Videos of the Great debate are now up at the Science Network website (see
The Great Debate). I have reproduced them below. They are each about 14 minutes long.

Well worth watching. (The videos are now starting to be uploaded to Youtube – for those who prefer to download).

The Great Debate

The debate was introduced by Roger Bingham (The science Network) followed by Sam Harris.

Sam Harris is the author of the  “The Moral Landscape: How Science Can Determine Human Values,” “The End of Faith: Religion, Terror, and the Future of Reason.” “The End of Faith” won the 2005 PEN Award for Nonfiction. Harris has a doctorate in neuroscience from UCLA and a degree in philosophy from Stanford University. He is a co-founder and CEO of Project Reason, a nonprofit foundation devoted to spreading scientific knowledge and secular values in society.

Vodpod videos no longer available.
TSN: The Great Debate Panel, posted with vodpod

Steven Pinker is Harvard College Professor and Johnstone Family Professor of Psychology at Harvard.

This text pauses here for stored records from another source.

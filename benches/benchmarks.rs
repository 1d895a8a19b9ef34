use criterion::{criterion_group, criterion_main, BenchmarkId, Criterion, Throughput};
use incremental_pca::{incremental_pca, pca, pca_inplace, IncrementalPcaConfig, PcaConfig};
use ndarray::{s, Array2};
use rand::distributions::Uniform;
use rand::{Rng, SeedableRng};
use rand_chacha::ChaCha8Rng;

/// Generates random data of shape (n_samples x n_features) with values 0, 1, or 2 (as f64), seeded for reproducibility.
fn generate_random_data(n_samples: usize, n_features: usize, seed: u64) -> Array2<f64> {
    let mut rng = ChaCha8Rng::seed_from_u64(seed);
    let distribution = Uniform::new_inclusive(0, 2);
    Array2::from_shape_fn((n_samples, n_features), |_| rng.sample(distribution) as f64)
}

// Both regimes: tall data goes through the covariance matrix, wide data through the Gram matrix.
const SHAPES: [(usize, usize); 4] = [(500, 50), (1000, 200), (100, 2000), (200, 10000)];

fn bench_pca(c: &mut Criterion) {
    let mut group = c.benchmark_group("pca");
    let config = PcaConfig::default();

    for &(n_samples, n_features) in SHAPES.iter() {
        let data = generate_random_data(n_samples, n_features, 42);
        let label = format!("{}x{}", n_samples, n_features);
        group.throughput(Throughput::Elements((n_samples * n_features) as u64));

        group.bench_with_input(BenchmarkId::new("copy", &label), &data, |b, data| {
            b.iter(|| pca(data.view(), &config).unwrap());
        });
        group.bench_with_input(BenchmarkId::new("inplace", &label), &data, |b, data| {
            b.iter_with_setup(|| data.clone(), |mut work| pca_inplace(&mut work, &config).unwrap());
        });
    }
    group.finish();
}

fn bench_incremental_pca(c: &mut Criterion) {
    let mut group = c.benchmark_group("incremental_pca");

    for &(n_samples, n_features) in SHAPES.iter() {
        // Fit on 80% of the rows, update with the rest.
        let data = generate_random_data(n_samples, n_features, 7);
        let split = n_samples * 4 / 5;
        let prior_data = data.slice(s![..split, ..]);
        let new_data = data.slice(s![split.., ..]).to_owned();
        let prior = pca(prior_data, &PcaConfig::default()).unwrap();

        group.throughput(Throughput::Elements((new_data.len()) as u64));
        for &f in &[1.0, 0.9] {
            let config = IncrementalPcaConfig { forgetting_factor: f, ..Default::default() };
            group.bench_with_input(
                BenchmarkId::new(format!("f={}", f), format!("{}x{}", n_samples, n_features)),
                &new_data,
                |b, new_data| {
                    b.iter(|| {
                        incremental_pca(
                            new_data.view(),
                            prior.components.view(),
                            prior.eigenvalues.view(),
                            split,
                            Some(prior.mean.view()),
                            &config,
                        )
                        .unwrap()
                    });
                },
            );
        }
    }
    group.finish();
}

criterion_group!(benches, bench_pca, bench_incremental_pca);
criterion_main!(benches);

His research is on visual cognition and the psychology of language. Among his books are The Language Instinct: How the Mind Creates Language,” “How the Mind Worksand The Blank Slate: The Modern Denial of Human Nature.” He has been named Humanist of the Year, and is listed in Foreign Policy and Prospect magazine’s “The World’s Top 100 Public Intellectuals” and in Time magazine’s “The 100 Most Influential People in the World Today.” His latest book is The Stuff of Thought: Language as a Window into Human Nature.”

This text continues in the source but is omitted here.